Así es, no hubo golpe, hubo autogol.

 El debate infructuoso sobre el golpe de Estado en el fondo busca salvar, como muchos ya han reflexionado, al deslegitimado Evo Morales y busca exculparlo del apocalipsis generado tras su dimisión.

El MAS nos dejó a Unidad Demócrata (UD) en el Gobierno, nos dejó  Añez, Arturo Murillo y a los “ministros” de Camacho. Sí a alguien hay que responsabilizar de la catástrofe social llegada tras la irrupción de la antes oposición política al Gobierno, es al MAS, así de elemental.
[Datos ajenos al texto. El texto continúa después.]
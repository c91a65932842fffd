//! Storage implementations

pub mod in_memory;

pub use in_memory::{InMemoryInvoiceStore, InMemorySubscriptionStore};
La antes oposición política era de por sí un peligro, anclada en su comodidad de clase, jamás se esforzó por comprender la compleja formación social boliviana para actuar con prudencia política respecto a  esta, no lo veía como prioridad, pues, no se imaginaba realmente en la cúspide. Eso explica por qué apenas tomaron las riendas del Estado, las usaron para estructurarlo de acuerdo a sus intereses, perseguir a sus “enemigos” y reprimir-intimidar a cuanto disidente haya en el camino.
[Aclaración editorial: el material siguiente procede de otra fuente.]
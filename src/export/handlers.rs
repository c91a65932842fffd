//! Download endpoint for invoice exports

use axum::{
    extract::{Query, State},
    http::header,
    response::IntoResponse,
};
use chrono::Utc;
use serde::Deserialize;

use super::{ExportFormat, export, export_filename};
use crate::core::error::BillingResult;
use crate::core::extractors::CurrentUser;
use crate::core::plan::Capability;
use crate::server::host::AppState;

#[derive(Debug, Deserialize)]
pub struct ExportParams {
    #[serde(default = "default_format")]
    pub format: String,
}

fn default_format() -> String {
    "json".to_string()
}

/// GET /export?format=json|csv
pub async fn export_invoices(
    State(state): State<AppState>,
    user: CurrentUser,
    Query(params): Query<ExportParams>,
) -> BillingResult<impl IntoResponse> {
    let format: ExportFormat = params.format.parse()?;
    state
        .require_capability(&user.user_id, Capability::ExportData)
        .await?;

    let records = state.invoices.list_by_owner(&user.user_id).await?;
    let body = export(&records, format)?;
    let filename = export_filename(format, Utc::now().date_naive());
    tracing::info!(
        user_id = %user.user_id,
        format = format.extension(),
        count = records.len(),
        "invoices exported"
    );

    Ok((
        [
            (header::CONTENT_TYPE, format.content_type().to_string()),
            (
                header::CONTENT_DISPOSITION,
                format!("attachment; filename=\"{}\"", filename),
            ),
        ],
        body,
    ))
}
La antes oposición política sabe que no es alternativa y que difícilmente tendrá esta oportunidad política en un futuro, por eso no le interesa generar consenso y quedar bien con sus disidentes; llegó para aprovechar el poder del Estado y ajustarlo a sus intereses mientras se pueda. 

Así es, lo que está pasando hoy es producto de las torpezas del MAS, el gobierno de Añez es el obsequio de fin de año de Evo a los bolivianos. Curiosamente hay un aprendizaje detrás de todo esto y tal vez, es lo “único” bueno que dejó el masismo: su error estratégico nos está permitiendo ver y palpar en carne propia cómo gobierna la derecha, con qué sentimientos y con qué grado de comprensión de la sociedad boliviana; como verán, nada diferente al masismo.

 Ambos extremos ven sólo la parte y no el todo, y actúan a favor de la parte en desmedro del todo. En fin, el autogol tiene contenido pedagógico y hay que aprovechar las enseñanzas de sus repercusiones.

Gustavo Adolfo Calle Laime es ciudadano boliviano.

https://www.paginasiete.bo/opinion/2019/12/27/no-fue-golpe-fue-autogol-241598.html

Bolivian Thoughts opinion: While the author describes perfectly how bad was the former president for Bolivia, his political bias ends up blaming the right, trying to diminish the opposition. The truth is that most of the Bolivian society was fed up with this egomaniac autocrat. We all knew how hard would be to rebuild, after over 16 years of political turmoil, under a coca grower who let narcotrafficking take control of central Bolivia in the Chapare. After wasting over $160 billion dollars with useless projects and overall corruption of the civil service. It is not going to be any easier, just see how Argentinians went back to support the Fernandez/Kirchner demagogue and corrupt government, back into power. It is not easy for Bolivia to acknowledge how deep the narcotrafficking has set foot in our public/private ventures. Not easy but ew took the first step and succeeded!

Opinión Bolivian Thoughts: Si bien el autor describe perfectamente cuán malo fue el ex presidente para Bolivia, su sesgo político termina culpando a la derecha, tratando de disminuir a la oposición. La verdad es que la mayoría de la sociedad boliviana estaba harta de este autócrata ególatra. Todos sabíamos lo difícil que sería reconstruir, después de más de 16 años de agitación política, bajo un cocalero que permitió que el narcotráfico tomara el control del centro de Bolivia en el Chapare. Después de malgastar más de $160 mil millones de dólares con proyectos inútiles y corrupción general del servicio civil. No va a ser más fácil, solo vean cómo los argentinos volvieron a apoyar al gobierno demagogo y corrupto de Fernández/Kirchner, de vuelta al poder. No es fácil para Bolivia reconocer cuán profundo ha sido el narcotráfico en nuestras empresas públicas/privadas. No fue fácil, pero ¡dimos el primer paso y lo logramos!